Sajampur is a village in Akhand Nagar block of Kadipur tehsil in Sultanpur district of Uttar Pradesh, India. As of 2011, it has a population of 1,749 people, in 246 households. It has one primary school and no healthcare facilities and it does not host a regular market or a weekly haat. It serves as the seat of a nyaya panchayat which also includes 13 other villages.

The 1951 census recorded Sajampur as comprising 1 hamlet, with a total population of 582 people (289 male and 293 female), in 80 households and 72 physical houses. The area of the village was given as 734 acres. 25 residents were literate, all male. The village was listed as belonging to the pargana of Aldemau and the thana of Dostpur.

The 1961 census recorded Sajampur as comprising 1 hamlet, with a total population of 602 people (294 male and 308 female), in 101 households and 95 physical houses. The area of the village was given as 734 acres.

The 1981 census recorded Sajampur as having a population of 871 people, in 141 households, and having an area of 297.05 hectares. The main staple foods were listed as wheat and rice.

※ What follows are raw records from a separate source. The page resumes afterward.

use std::cell::Cell;

use comment_toggle::{
    CaretOperations, CharSpan, ClassificationSource, ClassificationSpan, CommandDispatcher,
    DispatchError, DispatchOptions, DispatchOutcome, EditorCommand, EditorView, SelectionSet,
    TAG_COMMENT, TAG_IDENTIFIER, TAG_KEYWORD, ToggleComment, ToggleDecision,
};

/// Classification metadata fixed up front; records how many queries were issued.
struct ScriptedClassifier {
    spans: Vec<ClassificationSpan>,
    queries: Cell<usize>,
}

impl ScriptedClassifier {
    fn new(spans: Vec<(usize, usize, &str)>) -> Self {
        Self {
            spans: spans
                .into_iter()
                .map(|(start, end, tag)| ClassificationSpan::new(CharSpan::new(start, end), tag))
                .collect(),
            queries: Cell::new(0),
        }
    }

    fn queries(&self) -> usize {
        self.queries.get()
    }
}

impl ClassificationSource for ScriptedClassifier {
    fn classification_spans(&self, span: CharSpan) -> Vec<ClassificationSpan> {
        self.queries.set(self.queries.get() + 1);
        self.spans
            .iter()
            .filter(|classification| classification.span.overlaps(&span))
            .cloned()
            .collect()
    }
}

/// A host whose view state is scripted and whose dispatch/caret calls are recorded.
struct ScriptedHost {
    selections: SelectionSet,
    caret_line: CharSpan,
    dispatched: Vec<(EditorCommand, DispatchOptions)>,
    caret_moves: Vec<bool>,
    fail_dispatch: bool,
}

impl ScriptedHost {
    fn new(selections: SelectionSet, caret_line: CharSpan) -> Self {
        Self {
            selections,
            caret_line,
            dispatched: Vec::new(),
            caret_moves: Vec::new(),
            fail_dispatch: false,
        }
    }
}

impl EditorView for ScriptedHost {
    fn selections(&self) -> SelectionSet {
        self.selections.clone()
    }

    fn caret_line_extent(&self) -> CharSpan {
        self.caret_line
    }
}

impl CommandDispatcher for ScriptedHost {
    fn dispatch(
        &mut self,
        command: EditorCommand,
        options: DispatchOptions,
    ) -> Result<DispatchOutcome, DispatchError> {
        if self.fail_dispatch {
            return Err(DispatchError::Failed {
                command,
                reason: "scripted failure".to_string(),
            });
        }
        self.dispatched.push((command, options));
        Ok(DispatchOutcome::Handled)
    }
}

impl CaretOperations for ScriptedHost {
    fn move_line_down(&mut self, extend_selection: bool) {
        self.caret_moves.push(extend_selection);
    }
}

#[test]
fn test_all_commented_when_every_tag_is_comment() {
    let host = ScriptedHost::new(
        SelectionSet::new(vec![CharSpan::new(0, 8), CharSpan::new(12, 20)]),
        CharSpan::new(0, 8),
    );
    let classifier = ScriptedClassifier::new(vec![
        (0, 8, TAG_COMMENT),
        (12, 16, "doc comment"),
        (16, 20, TAG_COMMENT),
    ]);

    assert!(ToggleComment::is_all_commented(&host, &classifier));
    assert_eq!(classifier.queries(), 2);
}

#[test]
fn test_one_non_comment_tag_forces_comment() {
    let host = ScriptedHost::new(
        SelectionSet::from(CharSpan::new(0, 12)),
        CharSpan::new(0, 12),
    );
    let classifier = ScriptedClassifier::new(vec![(0, 3, TAG_KEYWORD), (4, 12, TAG_COMMENT)]);

    assert!(!ToggleComment::is_all_commented(&host, &classifier));
    assert_eq!(
        ToggleComment::decide(&host, &classifier),
        ToggleDecision::Comment
    );
}

#[test]
fn test_comment_tag_matching_accepts_host_specific_names() {
    let host = ScriptedHost::new(SelectionSet::from(CharSpan::new(0, 6)), CharSpan::new(0, 6));
    let classifier = ScriptedClassifier::new(vec![(0, 6, "XML Doc Comment")]);

    assert!(ToggleComment::is_all_commented(&host, &classifier));
}

// Documented edge case, preserved on purpose: a range yielding zero classification spans
// contributes no failing token, so unclassified (e.g. whitespace-only) selections report
// all-commented.
#[test]
fn test_unclassified_selection_reports_all_commented() {
    let host = ScriptedHost::new(SelectionSet::from(CharSpan::new(0, 5)), CharSpan::new(0, 5));
    let classifier = ScriptedClassifier::new(vec![]);

    assert!(ToggleComment::is_all_commented(&host, &classifier));
    assert_eq!(
        ToggleComment::decide(&host, &classifier),
        ToggleDecision::Uncomment
    );
}

#[test]
fn test_scan_short_circuits_before_querying_later_spans() {
    let host = ScriptedHost::new(
        SelectionSet::new(vec![CharSpan::new(0, 5), CharSpan::new(10, 15)]),
        CharSpan::new(0, 5),
    );
    let classifier = ScriptedClassifier::new(vec![(0, 3, TAG_IDENTIFIER), (10, 15, TAG_COMMENT)]);

    assert!(!ToggleComment::is_all_commented(&host, &classifier));
    // The identifier in the first span aborts the whole scan.
    assert_eq!(classifier.queries(), 1);
}

#[test]
fn test_empty_span_checks_caret_line_extent() {
    let host = ScriptedHost::new(SelectionSet::caret(3), CharSpan::new(0, 10));
    let classifier = ScriptedClassifier::new(vec![(0, 10, TAG_COMMENT)]);

    assert!(ToggleComment::is_all_commented(&host, &classifier));
    assert_eq!(classifier.queries(), 1);
}

#[test]
fn test_caret_on_commented_line_uncomments_and_moves_caret() {
    let mut host = ScriptedHost::new(SelectionSet::caret(3), CharSpan::new(0, 10));
    let classifier = ScriptedClassifier::new(vec![(0, 10, TAG_COMMENT)]);

    let outcome = ToggleComment::new().handle(&mut host, &classifier).unwrap();

    assert_eq!(outcome.decision, ToggleDecision::Uncomment);
    assert_eq!(outcome.dispatch, DispatchOutcome::Handled);
    assert!(outcome.caret_moved);
    assert_eq!(
        host.dispatched,
        vec![(
            EditorCommand::UncommentSelection,
            DispatchOptions::default()
        )]
    );
    assert_eq!(host.caret_moves, vec![false]);
}

#[test]
fn test_mixed_selection_comments_without_moving_caret() {
    let mut host = ScriptedHost::new(
        SelectionSet::from(CharSpan::new(0, 12)),
        CharSpan::new(0, 12),
    );
    let classifier = ScriptedClassifier::new(vec![(0, 3, TAG_KEYWORD), (4, 12, TAG_COMMENT)]);

    let outcome = ToggleComment::new().handle(&mut host, &classifier).unwrap();

    assert_eq!(outcome.decision, ToggleDecision::Comment);
    assert!(!outcome.caret_moved);
    assert_eq!(
        host.dispatched,
        vec![(EditorCommand::CommentSelection, DispatchOptions::default())]
    );
    assert!(host.caret_moves.is_empty());
}

#[test]
fn test_two_span_selection_with_identifier_comments() {
    let mut host = ScriptedHost::new(
        SelectionSet::new(vec![CharSpan::new(0, 5), CharSpan::new(10, 15)]),
        CharSpan::new(0, 5),
    );
    let classifier = ScriptedClassifier::new(vec![(0, 5, TAG_COMMENT), (11, 13, TAG_IDENTIFIER)]);

    let outcome = ToggleComment::new().handle(&mut host, &classifier).unwrap();

    assert_eq!(outcome.decision, ToggleDecision::Comment);
    assert_eq!(
        host.dispatched,
        vec![(EditorCommand::CommentSelection, DispatchOptions::default())]
    );
}

#[test]
fn test_commented_content_selection_uncomments_without_moving_caret() {
    let mut host = ScriptedHost::new(SelectionSet::from(CharSpan::new(2, 7)), CharSpan::new(0, 9));
    let classifier = ScriptedClassifier::new(vec![(0, 9, TAG_COMMENT)]);

    let outcome = ToggleComment::new().handle(&mut host, &classifier).unwrap();

    assert_eq!(outcome.decision, ToggleDecision::Uncomment);
    // cursorOnly is false because the span has content, even though it is a single span.
    assert!(!outcome.caret_moved);
    assert!(host.caret_moves.is_empty());
}

#[test]
fn test_dispatch_failure_propagates_and_caret_stays() {
    let mut host = ScriptedHost::new(SelectionSet::caret(3), CharSpan::new(0, 10));
    host.fail_dispatch = true;
    let classifier = ScriptedClassifier::new(vec![(0, 10, TAG_COMMENT)]);

    let result = ToggleComment::new().handle(&mut host, &classifier);

    assert!(matches!(
        result,
        Err(DispatchError::Failed {
            command: EditorCommand::UncommentSelection,
            ..
        })
    ));
    assert!(host.caret_moves.is_empty());
}

#[test]
fn test_configured_options_are_forwarded() {
    let mut host = ScriptedHost::new(
        SelectionSet::from(CharSpan::new(0, 4)),
        CharSpan::new(0, 4),
    );
    let classifier = ScriptedClassifier::new(vec![(0, 4, TAG_KEYWORD)]);
    let options = DispatchOptions { allow_ui: true };

    ToggleComment::with_options(options)
        .handle(&mut host, &classifier)
        .unwrap();

    assert_eq!(
        host.dispatched,
        vec![(EditorCommand::CommentSelection, options)]
    );
}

The 1991 census recorded Sajampur as having a total population of 1,192 people (611 male and 581 female), in 162 households and 135 physical houses. The area of the village was listed as 278.00 hectares. Members of the 0-6 age group numbered 316, or 26.5% of the total; this group was 59% male (188) and 41% female (128). No members of scheduled castes or scheduled tribes were recorded. The literacy rate of the village was 41% (280 men and 76 women, counting only people age 7 and up). 431 people were classified as main workers (283 men and 148 women), while 0 people were classified as marginal workers; the remaining 761 residents were non-workers. The breakdown of main workers by employment category was as follows: 201 cultivators (i.e. people who owned or leased their own land); 163 agricultural labourers (i.e. people who worked someone else's land in return for payment); 0 workers in livestock, forestry, fishing, hunting, plantations, orchards, etc.; 0 in mining and quarrying; 9 household industry workers; 4 workers employed in other manufacturing, processing, service, and repair roles; 2 construction workers; 21 employed in trade and commerce; 3 employed in transport, storage, and communications; and 28 in other services.